Durante estos días vamos a acompañar a Jesús en ese camino. Hemos de convencernos de que esto significa ir con él hacia el Padre. Escribió Benedicto XVI: «Así como entonces el Señor entró en la Ciudad Santa a lomos del asno, así también la Iglesia lo vería llegar siempre nuevamente bajo la humilde apariencia del pan y el vino». Nosotros podemos seguirlo porque él nos permite participar de su vida, entrar en comunión con él. Al releer los relatos de su pasión, vemos todo lo que hizo por nosotros y, por los sacramentos, también podemos participar de esos acontecimientos y vivirlos.
Algunos, escandalizados por los gritos de la muchedumbre, que reconocía a Jesús como Mesías, piden que los hagan callar. Jesús responde: «Os digo que, si estos callan, gritarán las piedras». Comentó san Juan Pablo II:
«Se acallarán los gritos de la muchedumbre del domingo de Ramos. El mismo Hijo del hombre se verá obligado al silencio de la muerte…, lo bajarán de la cruz, lo depositarán en un sepulcro, pondrán una piedra a la entrada y sellarán la piedra. Sin embargo, tres días más tarde esta piedra será removida… Así, esa “piedra removida” gritará, cuando todos callen.
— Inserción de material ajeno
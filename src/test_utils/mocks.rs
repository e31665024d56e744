//! Mock implementations for testing

use anyhow::{anyhow, Result};
use async_trait::async_trait;
use std::sync::{Arc, RwLock};
use std::time::Duration;

use alloy::{
    primitives::{address, Address, B256, U256},
    rpc::types::TransactionRequest,
};

use crate::network::{NetworkError, TransferBackend, TransferReceipt};

/// Configuration for controlling mock failures
#[derive(Debug, Clone, Default)]
pub struct FailureConfig {
    pub fail_on_chain_id: bool,
    pub fail_on_balance: bool,
    pub fail_on_estimate: bool,
    pub fail_on_gas_price: bool,
    /// Every mined transaction reverts
    pub revert_all: bool,
    /// Receipts never arrive
    pub timeout_all: bool,
}

impl FailureConfig {
    pub fn fail_on_operation(operation: &str) -> Self {
        match operation {
            "chain_id" => Self {
                fail_on_chain_id: true,
                ..Default::default()
            },
            "balance" => Self {
                fail_on_balance: true,
                ..Default::default()
            },
            "estimate" => Self {
                fail_on_estimate: true,
                ..Default::default()
            },
            "gas_price" => Self {
                fail_on_gas_price: true,
                ..Default::default()
            },
            "revert" => Self {
                revert_all: true,
                ..Default::default()
            },
            "timeout" => Self {
                timeout_all: true,
                ..Default::default()
            },
            _ => Self::default(),
        }
    }
}

/// In-memory node that accepts a transfer when its gas limit covers
/// `required_gas`, and estimates `estimate` for every request.
#[derive(Debug)]
pub struct MockTransferBackend {
    funder: Address,
    balance: U256,
    estimate: u64,
    required_gas: u64,
    gas_price: u128,
    failure_config: FailureConfig,
    sent: Arc<RwLock<Vec<TransactionRequest>>>,
}

impl MockTransferBackend {
    pub fn new() -> Self {
        Self {
            funder: address!("00000000000000000000000000000000000000f0"),
            balance: U256::from(10_000_000_000_000_000_000u128),
            estimate: 21_000,
            required_gas: 21_000,
            gas_price: 100_000_000,
            failure_config: FailureConfig::default(),
            sent: Arc::new(RwLock::new(Vec::new())),
        }
    }

    pub fn with_estimate(mut self, estimate: u64) -> Self {
        self.estimate = estimate;
        self
    }

    pub fn with_required_gas(mut self, required_gas: u64) -> Self {
        self.required_gas = required_gas;
        self
    }

    pub fn with_failures(mut self, failure_config: FailureConfig) -> Self {
        self.failure_config = failure_config;
        self
    }

    /// Gas limits of all submitted transactions, in order
    pub fn sent_gas_limits(&self) -> Vec<Option<u64>> {
        self.sent.read().unwrap().iter().map(|tx| tx.gas).collect()
    }

    /// Every submitted request, in order
    pub fn sent_transactions(&self) -> Vec<TransactionRequest> {
        self.sent.read().unwrap().clone()
    }

    pub fn sent_count(&self) -> usize {
        self.sent.read().unwrap().len()
    }
}

impl Default for MockTransferBackend {
    fn default() -> Self {
        Self::new()
    }
}

#[async_trait]
impl TransferBackend for MockTransferBackend {
    fn funder(&self) -> Address {
        self.funder
    }

    async fn chain_id(&self) -> Result<u64> {
        if self.failure_config.fail_on_chain_id {
            return Err(anyhow!("Mock chain id failure"));
        }
        Ok(412346)
    }

    async fn balance(&self, _address: Address) -> Result<U256> {
        if self.failure_config.fail_on_balance {
            return Err(anyhow!("Mock balance failure"));
        }
        Ok(self.balance)
    }

    async fn estimate_gas(&self, _tx: &TransactionRequest) -> Result<u64> {
        if self.failure_config.fail_on_estimate {
            return Err(anyhow!("Mock estimate failure"));
        }
        Ok(self.estimate)
    }

    async fn gas_price(&self) -> Result<u128> {
        if self.failure_config.fail_on_gas_price {
            return Err(anyhow!("Mock gas price failure"));
        }
        Ok(self.gas_price)
    }

    async fn send(&self, tx: TransactionRequest, timeout: Duration) -> Result<TransferReceipt> {
        let gas_limit = tx.gas.unwrap_or(u64::MAX);
        let tx_gas_price = tx.gas_price;
        let index = {
            let mut sent = self.sent.write().unwrap();
            sent.push(tx);
            sent.len()
        };

        if gas_limit < self.required_gas {
            return Err(NetworkError::SendFailed(format!(
                "intrinsic gas too low: have {}, want {}",
                gas_limit, self.required_gas
            ))
            .into());
        }

        let tx_hash = B256::with_last_byte(index as u8);
        if self.failure_config.timeout_all {
            return Err(NetworkError::ReceiptTimeout {
                tx_hash,
                seconds: timeout.as_secs(),
            }
            .into());
        }

        Ok(TransferReceipt {
            tx_hash,
            success: !self.failure_config.revert_all,
            gas_used: self.required_gas as u128,
            effective_gas_price: tx_gas_price.unwrap_or(self.gas_price),
            block_number: Some(index as u64),
        })
    }
}
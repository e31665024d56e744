use alloy::rpc::types::TransactionRequest;
use anyhow::Result;
use serde::Serialize;

use crate::config::models::GasConfig;
use crate::gas::utils;
use crate::network::TransferBackend;
use crate::utils::TransactionLogger;

/// Gas estimate for a transfer
#[derive(Debug, Clone, Copy, PartialEq, Eq, Serialize)]
pub struct GasEstimate {
    /// What the node returned from `eth_estimateGas`
    pub estimated: u64,
    /// Gas limit to submit with, after the multiplier
    pub gas_limit: u64,
}

/// Asks the node for a gas estimate and derives the limit to submit with
pub struct GasEstimator<'a, B: TransferBackend + ?Sized> {
    backend: &'a B,
    gas_config: &'a GasConfig,
}

impl<'a, B: TransferBackend + ?Sized> GasEstimator<'a, B> {
    pub fn new(backend: &'a B, gas_config: &'a GasConfig) -> Self {
        Self {
            backend,
            gas_config,
        }
    }

    /// Estimate gas for a transaction.
    ///
    /// Failures are returned as-is: there is no fallback limit, since the
    /// estimate itself is what is under test.
    pub async fn estimate_gas(&self, tx: &TransactionRequest) -> Result<GasEstimate> {
        let estimated = self.backend.estimate_gas(tx).await?;
        let multiplier = self.gas_config.gas_multiplier;
        let gas_limit = utils::apply_gas_multiplier(estimated, multiplier);

        TransactionLogger::log_gas_estimation(estimated, gas_limit, multiplier);

        Ok(GasEstimate {
            estimated,
            gas_limit,
        })
    }
}
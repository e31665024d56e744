#[cfg(test)]
mod tests {
    use std::io::Write;
    use tempfile::NamedTempFile;
    use crate::config::parser::{load_config, parse_config, resolve_config, ConfigError};

    // Helper function to create a temporary file with content
    fn create_temp_file(content: &str) -> NamedTempFile {
        let mut file = NamedTempFile::new().expect("Failed to create temp file");
        file.write_all(content.as_bytes()).expect("Failed to write to temp file");
        file.flush().expect("Failed to flush temp file");
        file
    }

    #[test]
    fn test_valid_configuration() {
        let config_yaml = r#"
        network:
          name: arb-dev
          rpc_url: http://localhost:8547
          transaction_type: legacy
          gas_config:
            gas_price_gwei: 0.1
            gas_multiplier: 1.5
        transfer:
          recipient: "0x1234567890123456789012345678901234567890"
          value_ether: "0.25"
          hardcoded_gas_limit: 500000
          receipt_timeout_seconds: 30
        key_storage:
          storage_type: env
        "#;

        let temp_file = create_temp_file(config_yaml);
        let config = load_config(temp_file.path()).expect("Failed to load valid config");

        assert_eq!(config.network.name, "arb-dev");
        assert_eq!(config.network.rpc_url, "http://localhost:8547");
        assert_eq!(config.network.transaction_type, "legacy");
        assert_eq!(config.network.gas_config.gas_price_gwei, Some(0.1));
        assert_eq!(config.network.gas_config.gas_multiplier, 1.5);
        assert_eq!(config.transfer.recipient, "0x1234567890123456789012345678901234567890");
        assert_eq!(config.transfer.value_ether, "0.25");
        assert_eq!(config.transfer.hardcoded_gas_limit, 500_000);
        assert_eq!(config.transfer.receipt_timeout_seconds, 30);
        assert_eq!(config.key_storage.storage_type, "env");
    }

    #[test]
    fn test_empty_file_uses_defaults() {
        let temp_file = create_temp_file("");
        let config = load_config(temp_file.path()).expect("Empty config should be valid");

        assert_eq!(config.network.rpc_url, "http://127.0.0.1:7545");
        assert_eq!(config.network.transaction_type, "eip1559");
        assert_eq!(config.network.gas_config.gas_multiplier, 1.0);
        assert_eq!(config.transfer.recipient, "0x27Cc3B0a2FA10218B116799380410AD7B93D9314");
        assert_eq!(config.transfer.value_ether, "1");
        assert_eq!(config.transfer.hardcoded_gas_limit, 300_000);
        assert_eq!(config.key_storage.storage_type, "dev");
    }

    #[test]
    fn test_partial_sections_fill_defaults() {
        let config = parse_config(
            r#"
            transfer:
              value_ether: "2"
            "#,
        )
        .expect("Partial config should be valid");

        assert_eq!(config.transfer.value_ether, "2");
        assert_eq!(config.transfer.hardcoded_gas_limit, 300_000);
        assert_eq!(config.network.name, "nitro-local");
    }

    #[test]
    fn test_value_conversion() {
        let config = parse_config("transfer:\n  value_ether: \"1.5\"\n").unwrap();
        let wei = config.transfer.value_wei().unwrap();
        assert_eq!(wei.to::<u128>(), 1_500_000_000_000_000_000);

        let recipient = config.transfer.recipient_address().unwrap();
        assert_eq!(
            format!("{recipient:?}").to_lowercase(),
            "0x27cc3b0a2fa10218b116799380410ad7b93d9314"
        );
    }

    #[test]
    fn test_invalid_recipient() {
        let result = parse_config(
            r#"
            transfer:
              recipient: "0x1234"
            "#,
        );

        assert!(matches!(result, Err(ConfigError::ValidationError(_))));
    }

    #[test]
    fn test_invalid_ether_amount() {
        let result = parse_config(
            r#"
            transfer:
              value_ether: "one"
            "#,
        );

        assert!(matches!(result, Err(ConfigError::ValidationError(_))));
    }

    #[test]
    fn test_invalid_transaction_type() {
        let result = parse_config(
            r#"
            network:
              transaction_type: eip4844
            "#,
        );

        assert!(matches!(result, Err(ConfigError::ValidationError(_))));
    }

    #[test]
    fn test_invalid_rpc_url() {
        let result = parse_config(
            r#"
            network:
              rpc_url: not a url
            "#,
        );

        assert!(matches!(result, Err(ConfigError::ValidationError(_))));
    }

    #[test]
    fn test_gas_multiplier_out_of_range() {
        let result = parse_config(
            r#"
            network:
              gas_config:
                gas_multiplier: 0.5
            "#,
        );

        assert!(matches!(result, Err(ConfigError::ValidationError(_))));
    }

    #[test]
    fn test_hardcoded_limit_below_intrinsic_gas() {
        let result = parse_config(
            r#"
            transfer:
              hardcoded_gas_limit: 20999
            "#,
        );

        match result {
            Err(ConfigError::ValidationError(errors)) => {
                assert!(errors.errors().contains_key("hardcoded_gas_limit"))
            }
            other => panic!("Expected ValidationError, got {other:?}"),
        }

        let config = parse_config("transfer:\n  hardcoded_gas_limit: 21000\n").unwrap();
        assert_eq!(config.transfer.hardcoded_gas_limit, 21_000);
    }

    #[test]
    fn test_nan_gas_multiplier_is_rejected() {
        let result = parse_config(
            r#"
            network:
              gas_config:
                gas_multiplier: .nan
            "#,
        );

        match result {
            Err(ConfigError::ValidationError(errors)) => {
                assert!(errors.errors().contains_key("gas_multiplier"))
            }
            other => panic!("Expected ValidationError, got {other:?}"),
        }
    }

    #[test]
    fn test_negative_gas_price_is_rejected() {
        let result = parse_config(
            r#"
            network:
              transaction_type: legacy
              gas_config:
                gas_price_gwei: -1.0
            "#,
        );

        assert!(matches!(result, Err(ConfigError::ValidationError(_))));
    }

    #[test]
    fn test_non_finite_fees_are_rejected() {
        let result = parse_config(
            r#"
            network:
              gas_config:
                max_fee_per_gas_gwei: .inf
                max_priority_fee_per_gas_gwei: 1.0
            "#,
        );

        match result {
            Err(ConfigError::ValidationError(errors)) => {
                assert!(errors.errors().contains_key("max_fee_per_gas_gwei"))
            }
            other => panic!("Expected ValidationError, got {other:?}"),
        }
    }

    #[test]
    fn test_unknown_key_storage() {
        let result = parse_config(
            r#"
            key_storage:
              storage_type: keyring
            "#,
        );

        assert!(matches!(result, Err(ConfigError::ValidationError(_))));
    }

    #[test]
    fn test_priority_fee_above_max_fee() {
        let result = parse_config(
            r#"
            network:
              gas_config:
                max_fee_per_gas_gwei: 1.0
                max_priority_fee_per_gas_gwei: 2.0
            "#,
        );

        match result {
            Err(ConfigError::Other(msg)) => assert!(msg.contains("exceeds")),
            other => panic!("Expected ConfigError::Other, got {other:?}"),
        }
    }

    #[test]
    fn test_eip1559_fees_must_be_paired() {
        let result = parse_config(
            r#"
            network:
              gas_config:
                max_fee_per_gas_gwei: 1.0
            "#,
        );

        match result {
            Err(ConfigError::Other(msg)) => assert!(msg.contains("set together")),
            other => panic!("Expected ConfigError::Other, got {other:?}"),
        }
    }

    #[test]
    fn test_malformed_yaml() {
        let result = parse_config("network: [unclosed");
        assert!(matches!(result, Err(ConfigError::ParseError(_))));
    }

    #[test]
    fn test_missing_file() {
        let result = load_config("/nonexistent/gas-probe/config.yaml");
        assert!(matches!(result, Err(ConfigError::FileError(_))));
    }

    #[test]
    fn test_resolve_explicit_path_must_exist() {
        let missing = std::path::Path::new("/nonexistent/gas-probe/config.yaml");
        assert!(resolve_config(Some(missing)).is_err());

        let temp_file = create_temp_file("network:\n  name: explicit\n");
        let config = resolve_config(Some(temp_file.path())).unwrap();
        assert_eq!(config.network.name, "explicit");
    }
}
Gritará. Proclamará el misterio pascual de Jesucristo. Y de ella recogerán este misterio las mujeres y los apóstoles, que lo llevarán con sus labios por las calles de Jerusalén y, más adelante, por los caminos del mundo de entonces. Y así, a través de las generaciones, “gritarán las piedras”».
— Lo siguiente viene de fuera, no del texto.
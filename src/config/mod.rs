pub mod models;
pub mod parser;
#[cfg(test)]
mod tests;

pub use parser::*;
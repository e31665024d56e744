pub mod estimator;
pub mod transaction_builder;
pub mod utils;


pub use estimator::{GasEstimate, GasEstimator};
pub use transaction_builder::TransferTxBuilder;
//! Builder for the probe's value transfer
//!
//! Produces the request used for gas estimation and the requests actually
//! submitted, applying fee overrides from the network's gas configuration
//! according to its transaction type.

use crate::config::models::{GasConfig, Network as NetworkConfig};
use crate::gas::utils;
use alloy::{
    network::TransactionBuilder,
    primitives::{Address, U256},
    rpc::types::TransactionRequest,
};
use anyhow::Result;
use tracing::debug;

/// Transaction builder for a plain value transfer
#[derive(Debug, Clone)]
pub struct TransferTxBuilder<'a> {
    from: Address,
    to: Address,
    value: U256,
    network_config: &'a NetworkConfig,
    gas_limit: Option<u64>,
    node_gas_price: Option<u128>,
}

impl<'a> TransferTxBuilder<'a> {
    /// Create a new transfer builder
    pub fn new(from: Address, to: Address, value: U256, network_config: &'a NetworkConfig) -> Self {
        Self {
            from,
            to,
            value,
            network_config,
            gas_limit: None,
            node_gas_price: None,
        }
    }

    /// Set the gas limit
    pub fn with_gas_limit(mut self, gas_limit: u64) -> Self {
        self.gas_limit = Some(gas_limit);
        self
    }

    /// Gas price reported by the node, used for legacy transactions without an override
    pub fn with_node_gas_price(mut self, gas_price: u128) -> Self {
        self.node_gas_price = Some(gas_price);
        self
    }

    /// True when `build` needs the node's gas price: a legacy transaction
    /// without a configured price. The provider would otherwise fill
    /// EIP-1559 fees and send a type 2 transaction.
    pub fn needs_node_gas_price(&self) -> bool {
        self.is_legacy()
            && self.network_config.gas_config.gas_price_gwei.is_none()
            && self.node_gas_price.is_none()
    }

    fn is_legacy(&self) -> bool {
        self.network_config.transaction_type.eq_ignore_ascii_case("legacy")
    }

    /// Request used for `eth_estimateGas`: sender, recipient and value only
    pub fn build_for_estimate(&self) -> TransactionRequest {
        TransactionRequest::default()
            .with_from(self.from)
            .with_to(self.to)
            .with_value(self.value)
    }

    /// Request to submit, with gas limit and any configured fees
    pub fn build(&self) -> Result<TransactionRequest> {
        let mut tx = self.build_for_estimate();

        if let Some(gas_limit) = self.gas_limit {
            tx.set_gas_limit(gas_limit);
            debug!("Set gas limit: {}", gas_limit);
        }

        self.apply_fee_overrides(&mut tx, &self.network_config.gas_config)?;

        Ok(tx)
    }

    /// Apply fee overrides. EIP-1559 fees that are not configured are filled
    /// by the provider; a legacy transaction always carries a gas price.
    fn apply_fee_overrides(&self, tx: &mut TransactionRequest, gas_config: &GasConfig) -> Result<()> {
        match self.network_config.transaction_type.to_lowercase().as_str() {
            "legacy" => {
                if let Some(gas_price) = gas_config.gas_price_gwei {
                    let gas_price_wei = utils::gwei_to_wei(gas_price);
                    tx.set_gas_price(gas_price_wei.to::<u128>());
                    debug!("Set legacy gas price: {} gwei", gas_price);
                } else if let Some(gas_price_wei) = self.node_gas_price {
                    tx.set_gas_price(gas_price_wei);
                    debug!("Set legacy gas price from node: {} wei", gas_price_wei);
                } else {
                    return Err(anyhow::anyhow!(
                        "Legacy transaction on network {} has no gas price",
                        self.network_config.name
                    ));
                }
            }
            "eip1559" => {
                if let (Some(max_fee), Some(priority_fee)) = (
                    gas_config.max_fee_per_gas_gwei,
                    gas_config.max_priority_fee_per_gas_gwei,
                ) {
                    tx.set_max_fee_per_gas(utils::gwei_to_wei(max_fee).to::<u128>());
                    tx.set_max_priority_fee_per_gas(utils::gwei_to_wei(priority_fee).to::<u128>());
                    debug!(
                        "Set EIP-1559 fees - max: {} gwei, priority: {} gwei",
                        max_fee, priority_fee
                    );
                }
            }
            _ => {
                return Err(anyhow::anyhow!(
                    "Unknown transaction type: {}",
                    self.network_config.transaction_type
                ));
            }
        }

        Ok(())
    }
}
//! Gas unit conversions and arithmetic shared by the probe and its reports.

use alloy::primitives::U256;

/// Convert gwei (possibly fractional) to wei
pub fn gwei_to_wei(gwei: f64) -> U256 {
    // 1 gwei = 10^9 wei
    U256::from((gwei * 1e9) as u64)
}

/// Total cost in wei of `gas_used` units at `gas_price` wei each
pub fn calculate_gas_cost(gas_used: u128, gas_price: u128) -> U256 {
    U256::from(gas_used).saturating_mul(U256::from(gas_price))
}

/// Scale a gas limit by `multiplier`, rounding up.
///
/// A multiplier of exactly 1.0 returns the limit untouched so a raw
/// estimate is never perturbed by float rounding.
pub fn apply_gas_multiplier(gas_limit: u64, multiplier: f64) -> u64 {
    if multiplier == 1.0 {
        return gas_limit;
    }
    (gas_limit as f64 * multiplier).ceil() as u64
}

/// Format wei with the most readable unit, e.g. "1.5000 ETH", "100.00 gwei", "1000 wei"
pub fn format_wei(wei: U256) -> String {
    let wei_f64 = wei.min(U256::from(u128::MAX)).to::<u128>() as f64;

    if wei_f64 >= 1e18 {
        format!("{:.4} ETH", wei_f64 / 1e18)
    } else if wei_f64 >= 1e9 {
        format!("{:.2} gwei", wei_f64 / 1e9)
    } else {
        format!("{wei} wei")
    }
}
pub mod tx_logger;

pub use tx_logger::TransactionLogger;
use std::time::Duration;

use alloy::{
    primitives::{Address, TxHash, U256},
    rpc::types::TransactionRequest,
};
use anyhow::Result;
use async_trait::async_trait;
use serde::Serialize;

/// What the probe keeps from a transaction receipt
#[derive(Debug, Clone, PartialEq, Eq, Serialize)]
pub struct TransferReceipt {
    pub tx_hash: TxHash,
    /// Receipt status: true when execution succeeded
    pub success: bool,
    pub gas_used: u128,
    pub effective_gas_price: u128,
    pub block_number: Option<u64>,
}

/// The node operations a probe run needs.
///
/// Sending signs with the funder's wallet; all other calls are reads.
#[async_trait]
pub trait TransferBackend: Send + Sync {
    /// Address that signs and pays for the transfers
    fn funder(&self) -> Address;

    async fn chain_id(&self) -> Result<u64>;

    async fn balance(&self, address: Address) -> Result<U256>;

    async fn estimate_gas(&self, tx: &TransactionRequest) -> Result<u64>;

    /// Current legacy gas price in wei
    async fn gas_price(&self) -> Result<u128>;

    /// Submit `tx` and wait up to `timeout` for its receipt
    async fn send(&self, tx: TransactionRequest, timeout: Duration) -> Result<TransferReceipt>;
}
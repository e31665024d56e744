pub mod models;
pub mod runner;


pub use models::{AttemptKind, AttemptOutcome, AttemptReport, ProbeReport};
pub use runner::{ProbeStage, TransferProbe};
Sin duda, estos días, en las celebraciones litúrgicas, en los actos de piedad y en la oración personal, vamos a tener oportunidad de meditar pausadamente la pasión de Jesús. Hoy leemos la versión de san Lucas, que subraya la mansedumbre y el amor del corazón de Jesús. Lo vemos, por ejemplo, cuando cura al criado que ha sido herido por la espada; en la mirada no recriminatoria sino llena de piedad que dirige a Pedro, que le ha negado tres veces; en la compasión que siente hacia las mujeres de Jerusalén que lloran por él y a las que suavemente lleva a comprender que el mayor mal es el pecado; en cómo intercede por los que le quitan la vida: «Padre, perdónalos, porque no saben lo que hacen»; y en medio de tanto sufrimiento, promete el paraíso al buen ladrón. Estos gestos nos indican la grandeza del amor de Jesús, que no se deja abatir por las tinieblas del mal. Él quiere que caminemos con ese mismo amor. Por eso se deja conducir al suplicio de la cruz, para que por su muerte nosotros obtengamos vida.
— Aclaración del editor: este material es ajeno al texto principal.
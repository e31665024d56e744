pub mod key_storage;

pub use key_storage::{create_key_storage, KeyStorage};

use alloy::signers::local::PrivateKeySigner;
use anyhow::{Context, Result};
use secrecy::ExposeSecret;
use tracing::info;

/// Load the signing key for a network from key storage
pub async fn load_signer(key_storage: &dyn KeyStorage, network_name: &str) -> Result<PrivateKeySigner> {
    let secret = key_storage
        .get_key(network_name)
        .await
        .with_context(|| format!("Failed to retrieve key for network {}", network_name))?;

    let signer = secret
        .expose_secret()
        .trim()
        .parse::<PrivateKeySigner>()
        .context("Failed to parse private key as signer")?;

    info!(
        "Loaded wallet for network {} with address {}",
        network_name,
        signer.address()
    );

    Ok(signer)
}
//! SMTP email service implementation

use std::{error::Error, sync::Arc};

use async_trait::async_trait;
use lettre::{
    address::Envelope,
    message::{
        header::{ContentType, Header, HeaderName, HeaderValue},
        Mailbox,
    },
    Address, Message,
};
use tracing::{debug, info, warn};

use crate::{
    domain::communication::{Email, EmailError, EmailFields, Mailer, SendContext},
    infrastructure::config::{EmailConfig, SMTPConfig},
};

mod connection;
mod credentials;

pub use connection::{converse, LettreConnector, SmtpConnector, SmtpSession};
pub use credentials::{Credentials, Password};

/// Tags a message sent through the SES SMTP interface with a configuration set
#[derive(Clone, Debug, PartialEq, Eq)]
pub struct SesConfigurationSet(String);

impl Header for SesConfigurationSet {
    fn name() -> HeaderName {
        HeaderName::new_from_ascii_str("X-SES-CONFIGURATION-SET")
    }

    fn parse(s: &str) -> Result<Self, Box<dyn Error + Send + Sync>> {
        Ok(Self(s.to_string()))
    }

    fn display(&self) -> HeaderValue {
        HeaderValue::new(Self::name(), self.0.clone())
    }
}

/// SMTP mailer
///
/// Submits its email over STARTTLS with a login, one connection per send.
/// Works with any submission server, including SES with SMTP credentials.
#[derive(Debug)]
pub struct SMTPMailer<C = LettreConnector> {
    connector: Arc<C>,
    config: SMTPConfig,
    email: Email,
}

impl SMTPMailer {
    /// Create a new SMTP mailer
    ///
    /// Empty values in `settings` and `fields` are taken from `config`.
    pub fn new(settings: SMTPConfig, fields: EmailFields, config: &EmailConfig) -> Self {
        Self::with_connector(LettreConnector, settings, fields, config)
    }
}

impl<C: SmtpConnector> SMTPMailer<C> {
    /// Create a new SMTP mailer that opens connections through `connector`
    pub fn with_connector(
        connector: C,
        settings: SMTPConfig,
        fields: EmailFields,
        config: &EmailConfig,
    ) -> Self {
        let resolved = settings.resolve(&config.smtp);
        let email = Email::new(fields, &config.message.fields());

        debug!(
            host = %resolved.host,
            port = resolved.port,
            user = %resolved.credentials.user(),
            "SMTP mailer ready"
        );

        Self {
            connector: Arc::new(connector),
            config: resolved,
            email,
        }
    }

    /// The resolved SMTP settings
    pub fn config(&self) -> &SMTPConfig {
        &self.config
    }

    async fn deliver(&self) -> Result<(), EmailError> {
        let (envelope, message) = compose(&self.email)?;

        let connector = Arc::clone(&self.connector);
        let host = self.config.host.clone();
        let port = self.config.port;
        let credentials = self.config.credentials.clone();

        tokio::task::spawn_blocking(move || {
            converse(
                connector.as_ref(),
                &host,
                port,
                &credentials,
                &envelope,
                &message,
            )
        })
        .await
        .map_err(|e| EmailError::new(e.to_string()))??;

        Ok(())
    }
}

#[async_trait]
impl<C: SmtpConnector> Mailer for SMTPMailer<C> {
    async fn send(&self) -> Result<(), EmailError> {
        match self.deliver().await {
            Ok(()) => {
                info!(recipients = ?self.email.recipients(), "Email sent.");
                Ok(())
            }
            Err(err) => {
                let context = SendContext::new(&self.email, self.config.credentials.user());

                warn!(
                    error = %err,
                    user = %context.user,
                    sender = %context.sender,
                    sender_name = %context.sender_name,
                    subject = %context.subject,
                    recipients = ?context.recipients,
                    "SMTP send failed"
                );

                Err(err.with_context(context))
            }
        }
    }

    fn email(&self) -> &Email {
        &self.email
    }
}

/// Builds the SMTP envelope and the formatted message for `email`.
///
/// Fails before any connection is made when there are no recipients or an
/// address does not parse.
pub fn compose(email: &Email) -> Result<(Envelope, Vec<u8>), EmailError> {
    if email.recipients().is_empty() {
        return Err(EmailError::new("no recipients"));
    }

    let sender: Address = email.sender().parse()?;
    let recipients = email
        .recipients()
        .iter()
        .map(|recipient| recipient.parse::<Address>())
        .collect::<Result<Vec<_>, _>>()?;

    let sender_name = Some(email.sender_name().to_string()).filter(|name| !name.is_empty());

    let mut builder = Message::builder()
        .from(Mailbox::new(sender_name, sender.clone()))
        .subject(email.subject())
        .header(ContentType::TEXT_PLAIN);

    for recipient in &recipients {
        builder = builder.to(Mailbox::new(None, recipient.clone()));
    }

    if let Some(configuration_set) = email.configuration_set() {
        builder = builder.header(SesConfigurationSet(configuration_set.to_string()));
    }

    let message = builder.body(email.body_text().to_string())?;
    let envelope = Envelope::new(Some(sender), recipients)?;

    Ok((envelope, message.formatted()))
}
La alegría con que Jesús fue recibido a su entrada en Jerusalén también anuncia, en el inicio de esta Semana, la alegría de la resurrección. Entonces se comprenderá más profundamente la realeza del Mesías esperado. Él nos trae la paz; él quiere conquistar nuestros corazones con su amor.
Pidamos entrar en el espíritu de la contemplación. El evangelio, en la persona de Herodes, señala lo que debemos evitar. Él quería que Jesús hiciera algo prodigioso, un milagro y, dice san Lucas que «le hacía muchas preguntas con abundante verborrea; pero él no le contestó nada». Frente a esa actitud, escojamos el silencio, donde nos podrá guiar la luz de Dios, para que conozcamos mejor su amor y para que le amemos más.